The best Disney film Disney never made, though revisionism has crept into the anniversary edition.

From the moment it was released 20 years ago, Stephen Spielberg`s delightful fantasy E.T: The Extra Terrestrial, became an instant classic, now it`s getting an anniversary reissue for a whole new generation.

This sweet story of a creature from outer space left behind when his flying saucer hurriedly leaves without him is, as the Variety review of the time aptly noted, the best Disney film Disney never made. The insatiably curious E.T. befriends young Elliott, Henry Thomas, whose parents are separated and who`s looking for love.

The film is full of funny scenes and magical moments, the children, including a young Drew Barrymore, are beautifully directed, and the alien itself, a mechanized puppet created by Carlo Rambaldi, might not be as wondrous as some of the digitally created CG characters in today`s films, but is undeniably endearing.

A five star film by any standards, there are a couple of controversial things to mention about this revival.
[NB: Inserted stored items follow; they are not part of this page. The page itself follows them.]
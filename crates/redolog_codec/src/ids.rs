//! Streaming codec for id segment files.
//!
//! An id file is a flat sequence of committed identifiers, 8 bytes
//! little-endian each. There is no per-id framing: a trailing partial word
//! is reported as [`CodecError::Truncated`] and everything before it is
//! usable.

use crate::error::{CodecError, CodecResult};
use crate::stream::{read_full, StreamReader, StreamWriter};
use std::fs::File;
use std::io::Write;

const ID_LEN: usize = 8;

/// Appends committed ids to an id segment file.
pub struct IdsEncoder {
    w: StreamWriter,
}

impl IdsEncoder {
    /// Wraps a writable id file. `compress` selects gzip framing.
    pub fn new(file: File, compress: bool) -> CodecResult<Self> {
        Ok(Self {
            w: StreamWriter::new(file, compress),
        })
    }

    /// Appends one id.
    pub fn write(&mut self, id: i64) -> CodecResult<()> {
        self.w.write_all(&id.to_le_bytes())?;
        Ok(())
    }

    /// Drains buffered ids to the file.
    pub fn flush(&mut self) -> CodecResult<()> {
        self.w.flush()?;
        Ok(())
    }

    /// Flushes and finalizes the stream (gzip trailer included).
    pub fn close(&mut self) -> CodecResult<()> {
        self.w.finish()?;
        Ok(())
    }
}

/// Reads committed ids from an id segment file.
pub struct IdsDecoder {
    r: StreamReader,
}

impl IdsDecoder {
    /// Wraps a readable id file. `compress` selects gzip decoding.
    pub fn new(file: File, compress: bool) -> CodecResult<Self> {
        Ok(Self {
            r: StreamReader::new(file, compress),
        })
    }

    /// Reads the next id, or `Ok(None)` at a clean end of file.
    pub fn read(&mut self) -> CodecResult<Option<i64>> {
        let mut word = [0u8; ID_LEN];
        match read_full(&mut self.r, &mut word)? {
            0 => Ok(None),
            ID_LEN => Ok(Some(i64::from_le_bytes(word))),
            n => Err(CodecError::truncated(format!("{n} of {ID_LEN} id bytes"))),
        }
    }

    /// Drains every remaining id into `set`.
    pub fn read_all_into(&mut self, set: &mut impl Extend<i64>) -> CodecResult<()> {
        while let Some(id) = self.read()? {
            set.extend([id]);
        }
        Ok(())
    }

    /// Scans the remaining stream and returns the largest id, or `None` for
    /// an empty stream.
    pub fn load_max(&mut self) -> CodecResult<Option<i64>> {
        let mut max = None;
        while let Some(id) = self.read()? {
            max = Some(max.map_or(id, |m: i64| m.max(id)));
        }
        Ok(max)
    }
}

#[cfg(test)]
mod tests {
    use super::*;
    use std::collections::HashSet;
    use std::fs::{File, OpenOptions};
    use std::path::Path;
    use tempfile::tempdir;

    fn write_ids(path: &Path, ids: &[i64], compress: bool) {
        let mut enc = IdsEncoder::new(File::create(path).unwrap(), compress).unwrap();
        for &id in ids {
            enc.write(id).unwrap();
        }
        enc.close().unwrap();
    }

    #[test]
    fn roundtrip_plain() {
        let dir = tempdir().unwrap();
        let path = dir.path().join("seg.ids");
        write_ids(&path, &[1, -5, i64::MAX, 0], false);

        let mut dec = IdsDecoder::new(File::open(&path).unwrap(), false).unwrap();
        let mut got = Vec::new();
        while let Some(id) = dec.read().unwrap() {
            got.push(id);
        }
        assert_eq!(got, vec![1, -5, i64::MAX, 0]);
    }

    #[test]
    fn roundtrip_gzip_into_set() {
        let dir = tempdir().unwrap();
        let path = dir.path().join("seg.ids.gz");
        write_ids(&path, &[10, 20, 30], true);

        let mut dec = IdsDecoder::new(File::open(&path).unwrap(), true).unwrap();
        let mut set = HashSet::new();
        dec.read_all_into(&mut set).unwrap();
        assert_eq!(set, HashSet::from([10, 20, 30]));
    }

    #[test]
    fn load_max_returns_true_maximum() {
        // The maximum is in the middle, not last: regression guard against
        // returning the last id scanned.
        let dir = tempdir().unwrap();
        let path = dir.path().join("seg.ids");
        write_ids(&path, &[3, 900, 7], false);

        let mut dec = IdsDecoder::new(File::open(&path).unwrap(), false).unwrap();
        assert_eq!(dec.load_max().unwrap(), Some(900));
    }

    #[test]
    fn load_max_empty_is_none() {
        let dir = tempdir().unwrap();
        let path = dir.path().join("seg.ids");
        File::create(&path).unwrap();
        let mut dec = IdsDecoder::new(File::open(&path).unwrap(), false).unwrap();
        assert_eq!(dec.load_max().unwrap(), None);
    }

    #[test]
    fn partial_word_is_truncated() {
        let dir = tempdir().unwrap();
        let path = dir.path().join("seg.ids");
        write_ids(&path, &[1, 2], false);
        let file = OpenOptions::new().write(true).open(&path).unwrap();
        file.set_len(13).unwrap();

        let mut dec = IdsDecoder::new(File::open(&path).unwrap(), false).unwrap();
        assert_eq!(dec.read().unwrap(), Some(1));
        assert!(matches!(dec.read(), Err(CodecError::Truncated { .. })));
    }
}
//! Error types for the journal engine.

use redolog_codec::CodecError;
use std::io;
use thiserror::Error;

/// Result type for journal operations.
pub type JournalResult<T> = Result<T, JournalError>;

/// Errors that can occur in journal operations.
///
/// Cancellation is not an error: operations that observe the shutdown
/// signal return `Ok` without side effects. Precondition violations
/// (calling [`crate::Journal::load_legacy_buf`] without holding the legacy
/// lock) are programming errors and panic instead of returning a variant.
#[derive(Debug, Error)]
pub enum JournalError {
    /// Invalid configuration value.
    #[error("invalid configuration: {message}")]
    Config {
        /// Description of the offending option.
        message: String,
    },

    /// Disk operation failed.
    #[error("I/O error: {0}")]
    Io(#[from] io::Error),

    /// Encoder or decoder rejected a record or hit corruption.
    #[error("codec error: {0}")]
    Codec(#[from] CodecError),

    /// A segment file name does not follow the naming scheme.
    #[error("invalid segment name `{name}`: {reason}")]
    InvalidSegmentName {
        /// The offending file name.
        name: String,
        /// Why it was rejected.
        reason: String,
    },

    /// The journal has not been started yet.
    #[error("journal is not started")]
    NotStarted,

    /// `start` could not install the first segment pair.
    #[error("initial rotation failed: {message}")]
    InitialRotation {
        /// Why no segment pair was installed.
        message: String,
    },

    /// One or more encoder buffers failed to drain.
    #[error("flush failed: {message}")]
    Flush {
        /// Joined per-encoder failure messages.
        message: String,
    },

    /// One or more id files could not be loaded during replay preparation.
    #[error("loading committed ids failed: {message}")]
    LoadIds {
        /// Joined per-file failure messages.
        message: String,
    },
}

impl JournalError {
    /// Creates a configuration error.
    pub fn config(message: impl Into<String>) -> Self {
        Self::Config {
            message: message.into(),
        }
    }

    /// Creates an invalid-segment-name error.
    pub fn invalid_segment_name(name: impl Into<String>, reason: impl Into<String>) -> Self {
        Self::InvalidSegmentName {
            name: name.into(),
            reason: reason.into(),
        }
    }

    /// Creates an initial-rotation error.
    pub fn initial_rotation(message: impl Into<String>) -> Self {
        Self::InitialRotation {
            message: message.into(),
        }
    }

    /// Creates a flush error from joined failure messages.
    pub fn flush(message: impl Into<String>) -> Self {
        Self::Flush {
            message: message.into(),
        }
    }

    /// Creates a load-ids error from joined failure messages.
    pub fn load_ids(message: impl Into<String>) -> Self {
        Self::LoadIds {
            message: message.into(),
        }
    }
}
One is that Spielberg has digitally 'tweaked' the material; the men who pursue E.T. at the end no longer carry guns, as they did in 1982, but walkie-talkies. And Elliott`s mother no longer uses the word `terrorist` to describe his Halloween costume. You may regret this kind of revisionism, and I hope that, by the time the new DVD comes out, both versions of the film will be included for comparison.

More serious is the fact that the Office of Film and Literature Classification has given the film a PG rating; twenty years ago, it was G. Under current regulations E.T. contains 'supernatural' themes, therefore a PG is mandatory. What rubbish, and what a sad, sad commentary on where this country is heading in its attempts to protect us. It's ludicrous to suggest that if E.T. was rated G in 1982 it can`t be given the same rating today.